EXERCISE PROMPT.
Transcribe the tail of the listing: start at the line containing "pub const FIELDS_PER_LINE: usize = 4;" and stop after the last line, keeping every character as is and adding nothing.

=== Section Start ===

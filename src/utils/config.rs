//! Configuration and constants for the CLI.

/// Directory scanned when no directory argument is given
pub const DEFAULT_CURVE_DIR: &str = "curves";

/// Suffix identifying learning-curve result files
pub const RESULT_FILE_EXTENSION: &str = ".matlab";

/// Current JSON report schema version
pub const REPORT_SCHEMA_VERSION: &str = "1.0.0";

// One record per line: randomSize randomAccuracy selectiveSize selectiveAccuracy
pub const FIELDS_PER_LINE: usize = 4;

// Printed areas use the same precision as the legacy report (%.12g)
pub const FLOAT_SIGNIFICANT_DIGITS: usize = 12;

=== Section End ===

THE ANSWER.
pub const FIELDS_PER_LINE: usize = 4;

// Printed areas use the same precision as the legacy report (%.12g)
pub const FLOAT_SIGNIFICANT_DIGITS: usize = 12;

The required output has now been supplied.